Андрей как-то меня учил прятаться от снарядов. У него была такая особенность: он под обстрелом начинал объяснять, как прятаться от обстрела. Сам он от своей мины не спрятался. Она его настигла, потому что он очень много работал на разных войнах. Не только на чеченской, а, например, и на афганской в 2001 году. Я хотел бы, чтобы виновные в преступлении были наказаны. Я хотел бы, чтобы происходящее было введено в правовые рамки. Но я не хотел бы, чтобы под видом правосудия вершилась его имитация, шло беззаконие.
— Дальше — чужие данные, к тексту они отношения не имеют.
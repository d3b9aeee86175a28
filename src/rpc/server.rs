//! RPC server bootstrap.
//!
//! # Responsibilities
//! - Bind the primary listener from a validated configuration
//! - Collect services and apply the interceptor chain to them
//! - Register the optional gateway
//! - Run the accept loop until shutdown, then close the listener and remove
//!   the unix socket file
//!
//! # Lifecycle
//! ```text
//! RpcServer::bind ──▶ Constructed
//!     add_service / register_gateway
//! run / run_until ──▶ Running ──(first trigger)──▶ ShuttingDown ──▶ Terminated
//! ```

use std::convert::Infallible;
use std::future::Future;
use std::pin::Pin;

use axum::Router;
use tokio::sync::{broadcast, watch};
use tokio::task::JoinHandle;
use tonic::server::NamedService;
use tonic::service::RoutesBuilder;
use tonic::transport::Server;
use tower::Service;

use crate::config::{validate_config, ConfigError, ServerConfig, ServerSettings};
use crate::error::{BootstrapError, RegistrationError, Result};
use crate::gateway::registration::{register_all, GatewayContext, GatewayHandler, GatewayTarget};
use crate::gateway::{Gateway, GatewayOptions};
use crate::lifecycle::shutdown::triggered;
use crate::lifecycle::{ServerState, Shutdown, StateTracker, TerminationSignals};
use crate::net::{Incoming, Listener};
use crate::rpc::interceptor::{InterceptorChain, RpcRequest};
use crate::rpc::layer::InterceptorLayer;

type ServeFuture = Pin<Box<dyn Future<Output = std::result::Result<(), tonic::transport::Error>> + Send>>;

/// A bound RPC server and everything it owns.
pub struct RpcServer {
    config: ServerConfig,
    listener: Listener,
    routes: RoutesBuilder,
    interceptors: InterceptorChain,
    gateway: Option<Gateway>,
    shutdown: Shutdown,
    shutdown_rx: broadcast::Receiver<()>,
    state: StateTracker,
}

impl std::fmt::Debug for RpcServer {
    fn fmt(&self, f: &mut std::fmt::Formatter<'_>) -> std::fmt::Result {
        f.debug_struct("RpcServer")
            .field("config", &self.config)
            .field("listener", &self.listener.local_addr())
            .field("interceptors", &self.interceptors)
            .field("gateway_port", &self.gateway.as_ref().and_then(Gateway::port))
            .field("state", &self.state.current())
            .finish()
    }
}

impl RpcServer {
    /// Validate raw settings, then bind. Nothing is bound if validation fails.
    pub async fn from_settings(
        settings: &ServerSettings,
        interceptors: InterceptorChain,
    ) -> Result<Self> {
        let config = validate_config(settings).map_err(ConfigError::from)?;
        Self::bind(config, interceptors).await
    }

    /// Bind the primary listener and prepare the server.
    pub async fn bind(config: ServerConfig, interceptors: InterceptorChain) -> Result<Self> {
        let listener = Listener::bind(&config).await?;
        let shutdown = Shutdown::new();
        let shutdown_rx = shutdown.subscribe();

        tracing::debug!(
            unary_interceptors = interceptors.unary_len(),
            stream_interceptors = interceptors.stream_len(),
            "RPC server constructed"
        );

        Ok(Self {
            config,
            listener,
            routes: RoutesBuilder::default(),
            interceptors,
            gateway: None,
            shutdown,
            shutdown_rx,
            state: StateTracker::new(),
        })
    }

    /// Add a tonic service, e.g. a generated `FooServer::new(impl)`.
    pub fn add_service<S>(&mut self, service: S) -> &mut Self
    where
        S: Service<RpcRequest, Error = Infallible>
            + NamedService
            + Clone
            + Send
            + Sync
            + 'static,
        S::Response: axum::response::IntoResponse,
        S::Future: Send + 'static,
    {
        tracing::debug!(service = S::NAME, "Service added");
        self.routes.add_service(service);
        self
    }

    /// Register gateway handlers.
    ///
    /// Handlers run now, in order, against one multiplexer and a channel to
    /// this server. The gateway itself only starts with [`run`](Self::run).
    pub fn register_gateway(
        &mut self,
        handlers: Vec<Box<dyn GatewayHandler>>,
        options: GatewayOptions,
    ) -> Result<&mut Self> {
        if handlers.is_empty() {
            return Err(RegistrationError::EmptyHandlers.into());
        }

        let GatewayOptions {
            context,
            mux,
            dial,
            port,
        } = options;

        let context = context.unwrap_or_else(|| GatewayContext::new(self.shutdown.clone()));
        let mux = mux.unwrap_or_else(Router::new);
        let dial = dial.unwrap_or_default();
        let port = port
            .unwrap_or(self.config.gateway_port)
            .resolve(self.config.port);

        let target = GatewayTarget::connect_lazy(&self.config, dial)?;
        let mux = register_all(&handlers, &context, mux, &target)?;

        tracing::info!(
            handlers = handlers.len(),
            endpoint = target.endpoint(),
            port = ?port,
            "Gateway registered"
        );

        self.gateway = Some(Gateway::new(mux, self.config.gateway_address.clone(), port));
        Ok(self)
    }

    pub fn config(&self) -> &ServerConfig {
        &self.config
    }

    /// Local address of the primary listener.
    pub fn local_addr(&self) -> String {
        self.listener.local_addr()
    }

    /// Coordinator that stops the server when triggered.
    pub fn shutdown_handle(&self) -> Shutdown {
        self.shutdown.clone()
    }

    /// Observe the server's state transitions.
    pub fn state(&self) -> watch::Receiver<ServerState> {
        self.state.watch()
    }

    /// Serve until SIGINT or SIGTERM.
    ///
    /// The signal listener runs on its own task and triggers the shutdown
    /// coordinator; later signals are ignored. The task is aborted when `run`
    /// returns.
    pub async fn run(self) -> Result<()> {
        let mut signals = TerminationSignals::install().map_err(BootstrapError::Signal)?;
        let shutdown = self.shutdown.clone();
        let signal_task = tokio::spawn(async move {
            let signal = signals.recv().await;
            tracing::info!(signal, "Caught signal");
            shutdown.trigger();
        });
        let _signal_guard = AbortOnDrop(signal_task.abort_handle());

        self.run_until(std::future::pending::<()>()).await
    }

    /// Serve until `signal` resolves or the shutdown handle is triggered.
    pub async fn run_until<F>(mut self, signal: F) -> Result<()>
    where
        F: Future<Output = ()> + Send,
    {
        let primary_port = self.config.port;
        let gateway_task: Option<JoinHandle<Result<()>>> = match self.gateway.take() {
            Some(gateway) => match gateway.serve_address(primary_port) {
                Some(address) => Some(tokio::spawn(gateway.serve(address))),
                None => {
                    tracing::debug!(port = ?gateway.port(), "Gateway skipped");
                    None
                }
            },
            None => None,
        };

        // Abort the gateway however the select! below ends.
        let gateway_guard = gateway_task
            .as_ref()
            .map(|task| AbortOnDrop(task.abort_handle()));

        // `shutdown` stays bound so the coordinator's channel outlives the loop.
        let RpcServer {
            config,
            listener,
            routes,
            interceptors,
            shutdown,
            shutdown_rx,
            state,
            ..
        } = self;

        let mut server = Server::builder();
        if let Some(timeout) = config.limits.request_timeout() {
            server = server.timeout(timeout);
        }
        if let Some(limit) = config.limits.concurrency_limit_per_connection {
            server = server.concurrency_limit_per_connection(limit);
        }
        let router = server
            .layer(InterceptorLayer::new(interceptors))
            .add_routes(routes.routes());

        let (incoming, socket_file) = listener.into_incoming();
        let serve: ServeFuture = match incoming {
            Incoming::Tcp(stream) => Box::pin(router.serve_with_incoming(stream)),
            #[cfg(unix)]
            Incoming::Unix(stream) => Box::pin(router.serve_with_incoming(stream)),
        };

        state.advance(ServerState::Running);
        tracing::info!(
            transport = %config.transport,
            address = %config.bind_address(),
            "Start gRPC server"
        );

        let outcome = tokio::select! {
            result = serve => match result {
                Ok(()) => Ok(()),
                Err(e) => Err(BootstrapError::Serve(e)),
            },
            result = wait_gateway(gateway_task) => result,
            _ = signal => Ok(()),
            _ = triggered(shutdown_rx) => Ok(()),
        };

        state.advance(ServerState::ShuttingDown);
        tracing::info!("Shutting down the server");
        drop(gateway_guard);
        shutdown.trigger();

        // The serve future, and with it the listener, is gone once select! returns.
        if let Some(socket) = socket_file {
            socket.remove()?;
        }

        state.advance(ServerState::Terminated);
        outcome?;
        tracing::info!("Server stopped");
        Ok(())
    }
}

/// Resolve with the gateway's outcome, or never when there is no gateway.
async fn wait_gateway(task: Option<JoinHandle<Result<()>>>) -> Result<()> {
    let Some(task) = task else {
        return std::future::pending().await;
    };
    match task.await {
        Ok(result) => result,
        Err(join) => Err(BootstrapError::Gateway {
            address: "gateway task".to_string(),
            source: std::io::Error::other(join),
        }),
    }
}

/// Aborts a background task when dropped.
struct AbortOnDrop(tokio::task::AbortHandle);

impl Drop for AbortOnDrop {
    fn drop(&mut self) {
        self.0.abort();
    }
}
Акция в поддержку Маркива у посольства Италии в Киеве, 2019 год. Фото: Zuma / TASS
Оказывается, где-то есть правосудие. Оказывается, где-то и 24-летний срок может быть отменен. У нас с этим хуже. У нас несколько лет назад в Грозном были осуждены [члены запрещенной в РФ УНА-УНСО] Николай Карпюк и Станислав Клых. Осуждены тоже на 20-летние сроки за то, чего они не совершали. (Карпюк и Клых были в 2016 году приговорены к 22,5 годам тюрьмы каждый за убийство российских военнослужащих во время войны в Чечне в 1994-95 гг. —ред.).
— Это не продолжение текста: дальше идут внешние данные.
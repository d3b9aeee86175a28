//! Error taxonomy for the bootstrapper.
//!
//! Every variant is fatal for the server: nothing is retried locally. The
//! library returns these to the caller, and the daemon's `main` is the single
//! place that logs them and picks the exit code.

use std::io;
use std::path::PathBuf;

use thiserror::Error;

use crate::config::loader::ConfigError;
use crate::config::Transport;

/// Boxed error returned by user-supplied gateway handlers.
pub type HandlerError = Box<dyn std::error::Error + Send + Sync>;

/// Errors raised while starting, running or stopping a server.
#[derive(Debug, Error)]
pub enum BootstrapError {
    /// Missing, unsupported or malformed configuration.
    #[error("invalid server configuration: {0}")]
    Config(#[from] ConfigError),

    /// Listener creation failed.
    #[error("failed to listen on {transport} {address}: {source}")]
    Bind {
        transport: Transport,
        address: String,
        #[source]
        source: io::Error,
    },

    /// Gateway registration failed.
    #[error("failed to register gateway: {0}")]
    Registration(#[from] RegistrationError),

    /// The termination signal handler could not be installed.
    #[error("failed to install signal handler: {0}")]
    Signal(#[source] io::Error),

    /// The RPC accept loop stopped with an error.
    #[error("failed to serve: {0}")]
    Serve(#[source] tonic::transport::Error),

    /// The gateway could not bind or its accept loop stopped with an error.
    #[error("gateway server on {address} failed: {source}")]
    Gateway {
        address: String,
        #[source]
        source: io::Error,
    },

    /// The unix socket file could not be removed on shutdown.
    #[error("failed to remove socket file {}: {source}", path.display())]
    Cleanup {
        path: PathBuf,
        #[source]
        source: io::Error,
    },
}

/// Errors raised by [`RpcServer::register_gateway`](crate::rpc::RpcServer::register_gateway).
#[derive(Debug, Error)]
pub enum RegistrationError {
    #[error("no gateway handlers were supplied")]
    EmptyHandlers,

    #[error("invalid gateway endpoint {endpoint}: {source}")]
    InvalidEndpoint {
        endpoint: String,
        #[source]
        source: tonic::transport::Error,
    },

    #[error("invalid gateway TLS configuration: {0}")]
    TlsConfig(#[source] tonic::transport::Error),

    #[error("gateway handler #{index} failed: {source}")]
    Handler {
        index: usize,
        #[source]
        source: HandlerError,
    },
}

pub type Result<T, E = BootstrapError> = std::result::Result<T, E>;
Их не было на тот момент в Грозном — зимой 1994-1995 года. У них не было такого оружия, которое могло бы привести к смерти этих тридцати солдат. Им дали сроки за участие в боях, которых не было, потому что обвинительное заключение представляло собой научную фантастику.
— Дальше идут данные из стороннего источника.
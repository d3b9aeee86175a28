//! grpc-bootstrap daemon.
//!
//! Serves the standard gRPC health service on the configured transport, with
//! an HTTP gateway for it next to the RPC port, until SIGINT or SIGTERM.
//!
//! ```text
//! CLI / GRPC_* env ──┐
//! config.toml ───────┴─▶ BootstrapConfig ──▶ RpcServer::from_settings
//!                                               │ add_service(health)
//!                                               │ register_gateway([health])
//!                                               ▼
//!                                             run() ──▶ exit code
//! ```

use std::net::SocketAddr;
use std::path::PathBuf;
use std::process::ExitCode;

use clap::Parser;

use grpc_bootstrap::config::{load_config, BootstrapConfig, ConfigError, ObservabilityConfig};
use grpc_bootstrap::gateway::{health_handler, GatewayHandler, GatewayOptions};
use grpc_bootstrap::observability::{logging, metrics, MetricsInterceptor};
use grpc_bootstrap::rpc::{InterceptorChain, RequestIdInterceptor, TraceInterceptor};
use grpc_bootstrap::{BootstrapError, RpcServer};

const HEALTH_WATCH: &str = "/grpc.health.v1.Health/Watch";

/// gRPC server bootstrapper.
#[derive(Debug, Parser)]
#[command(name = "grpc-bootstrap")]
#[command(version)]
#[command(about = "gRPC server with an optional HTTP gateway")]
struct Args {
    /// Path to a TOML configuration file.
    #[arg(short, long)]
    config: Option<PathBuf>,

    /// Transport kind: tcp or unix.
    #[arg(long, env = "GRPC_TRANSPORT")]
    transport: Option<String>,

    /// Host for tcp, socket path for unix.
    #[arg(long, env = "GRPC_ADDRESS")]
    address: Option<String>,

    /// Primary port.
    #[arg(long, env = "GRPC_PORT")]
    port: Option<i64>,

    /// Gateway port; -1 derives port + 1, 0 disables the gateway.
    #[arg(long, env = "GRPC_GATEWAY_PORT", allow_negative_numbers = true)]
    gateway_port: Option<i64>,

    /// Host the gateway binds to.
    #[arg(long, env = "GRPC_GATEWAY_ADDRESS")]
    gateway_address: Option<String>,

    /// Do not register the HTTP gateway.
    #[arg(long)]
    no_gateway: bool,
}

impl Args {
    /// File settings (or defaults), overridden by flags and environment.
    fn load(&self) -> Result<BootstrapConfig, ConfigError> {
        let mut config = match &self.config {
            Some(path) => load_config(path)?,
            None => BootstrapConfig::default(),
        };

        let server = &mut config.server;
        if let Some(transport) = &self.transport {
            server.transport = transport.clone();
        }
        if let Some(address) = &self.address {
            server.address = address.clone();
        }
        if let Some(port) = self.port {
            server.port = port;
        }
        if self.gateway_port.is_some() {
            server.gateway_port = self.gateway_port;
        }
        if self.gateway_address.is_some() {
            server.gateway_address = self.gateway_address.clone();
        }
        Ok(config)
    }
}

#[tokio::main]
async fn main() -> ExitCode {
    let args = Args::parse();

    let config = match args.load() {
        Ok(config) => config,
        Err(e) => {
            let _ = logging::init(&ObservabilityConfig::default());
            tracing::error!(error = %e, "Failed to load configuration");
            return ExitCode::FAILURE;
        }
    };

    if let Err(e) = logging::init(&config.observability) {
        eprintln!("failed to initialise logging: {e}");
        return ExitCode::FAILURE;
    }

    tracing::info!(version = env!("CARGO_PKG_VERSION"), "grpc-bootstrap starting");

    match serve(config, !args.no_gateway).await {
        Ok(()) => {
            tracing::info!("Shutdown complete");
            ExitCode::SUCCESS
        }
        Err(e) => {
            tracing::error!(error = %e, "Server failed");
            ExitCode::FAILURE
        }
    }
}

async fn serve(config: BootstrapConfig, with_gateway: bool) -> Result<(), BootstrapError> {
    if config.observability.metrics_enabled {
        match config.observability.metrics_address.parse::<SocketAddr>() {
            Ok(addr) => {
                if let Err(e) = metrics::init_metrics(addr) {
                    tracing::error!(error = %e, "Failed to start metrics endpoint");
                }
            }
            Err(e) => tracing::error!(
                metrics_address = %config.observability.metrics_address,
                error = %e,
                "Failed to parse metrics address"
            ),
        }
    }

    let interceptors = InterceptorChain::builder()
        .both(RequestIdInterceptor)
        .both(TraceInterceptor)
        .both(MetricsInterceptor)
        .streaming_method(HEALTH_WATCH)
        .build();

    let mut server = RpcServer::from_settings(&config.server, interceptors).await?;

    let (_reporter, health_service) = tonic_health::server::health_reporter();
    server.add_service(health_service);

    if with_gateway {
        let handlers: Vec<Box<dyn GatewayHandler>> = vec![Box::new(health_handler())];
        server.register_gateway(handlers, GatewayOptions::default())?;
    }

    server.run().await
}
//! Configuration validation.
//!
//! Turns raw [`ServerSettings`] into a [`ServerConfig`]. All problems are
//! collected so the operator sees every mistake at once; nothing is bound
//! until validation has passed.

use thiserror::Error;

use crate::config::schema::{GatewayPort, ServerConfig, ServerSettings, Transport};

/// Host the gateway binds to when the primary transport is a unix socket.
pub const DEFAULT_UNIX_GATEWAY_ADDRESS: &str = "127.0.0.1";

/// A single semantic problem in the server settings.
#[derive(Debug, Clone, PartialEq, Eq, Error)]
pub enum ValidationError {
    #[error("server transport is not set")]
    MissingTransport,

    #[error("transport is not supported: {0} (expected one of: unix, tcp)")]
    UnsupportedTransport(String),

    #[error("server address is not set")]
    MissingAddress,

    #[error("port must be between 1 and 65535, got {0}")]
    InvalidPort(i64),

    #[error("gateway port must be -1, 0 or between 1 and 65535, got {0}")]
    InvalidGatewayPort(i64),

    #[error("gateway address must not be empty")]
    EmptyGatewayAddress,
}

/// Validate raw settings, returning every error found.
pub fn validate_config(settings: &ServerSettings) -> Result<ServerConfig, Vec<ValidationError>> {
    let mut errors = Vec::new();

    let transport = if settings.transport.trim().is_empty() {
        errors.push(ValidationError::MissingTransport);
        None
    } else {
        match settings.transport.parse::<Transport>() {
            Ok(t) => Some(t),
            Err(raw) => {
                errors.push(ValidationError::UnsupportedTransport(raw));
                None
            }
        }
    };

    let address = settings.address.trim();
    if address.is_empty() {
        errors.push(ValidationError::MissingAddress);
    }

    let port = match u16::try_from(settings.port) {
        Ok(p) if p > 0 => Some(p),
        _ => {
            errors.push(ValidationError::InvalidPort(settings.port));
            None
        }
    };

    let gateway_port = match settings.gateway_port {
        None | Some(-1) => Some(GatewayPort::Derived),
        Some(0) => Some(GatewayPort::Disabled),
        Some(raw) => match u16::try_from(raw) {
            Ok(p) => Some(GatewayPort::Fixed(p)),
            Err(_) => {
                errors.push(ValidationError::InvalidGatewayPort(raw));
                None
            }
        },
    };

    if matches!(settings.gateway_address.as_deref(), Some(a) if a.trim().is_empty()) {
        errors.push(ValidationError::EmptyGatewayAddress);
    }

    match (transport, port, gateway_port) {
        (Some(transport), Some(port), Some(gateway_port)) if errors.is_empty() => {
            let gateway_address = match (&settings.gateway_address, transport) {
                (Some(a), _) => a.trim().to_string(),
                (None, Transport::Tcp) => address.to_string(),
                (None, Transport::Unix) => DEFAULT_UNIX_GATEWAY_ADDRESS.to_string(),
            };
            Ok(ServerConfig {
                transport,
                address: address.to_string(),
                port,
                gateway_port,
                gateway_address,
                limits: settings.limits.clone(),
            })
        }
        _ => Err(errors),
    }
}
Только ничего отменить в апелляционной инстанции пока не удалось. Карпюк и Клых были обменяны, они сейчас на свободе, но они вышли по обмену. Это был гуманный акт, но это не было торжеством правосудия.
Андрей Миронов в суде первоначально представлялся как второстепенный член группы, местный переводчик. А ведь он был чуть ли не вдвое старше остальных, побывал на многих войнах, прекрасно знал английский и итальянский. Он еще и политзаключенный советского времени, был арестован в 1985 году. И до тюрьмы, и в тюрьме учил итальянский язык, много работал с итальянскими журналистами и попытался их обезопасить. Их последний записанный разговор — он объяснял им, что нужно уходить с этого места. Один в итоге спасся, но роль Андрея в этой группе была явно недооценена в судебном процессе. Родственники Андрея не были даже извещены должным образом. И сейчас это решение суда — еще одно напоминание о том, что был такой советский диссидент и российский военный журналист с огромным опытом работы в горячих точках Андрей Николаевич Миронов.
Перед первым процессом украинская сторона никакого должного следствия не проводила. Видимо, этим объясняется такой результат первого суда. Российская сторона в рамках большого дела о применении запрещенных мер при ведении войны на востоке Украины занималась и делом о гибели Андрея Миронова. Меня допрашивали следователи главного военно-следственного управления по этому поводу. И помнится тогда, после окончания допроса следователь спросил с такой горечью:
«Скажите, почему вы Савченко признали политзаключенной?».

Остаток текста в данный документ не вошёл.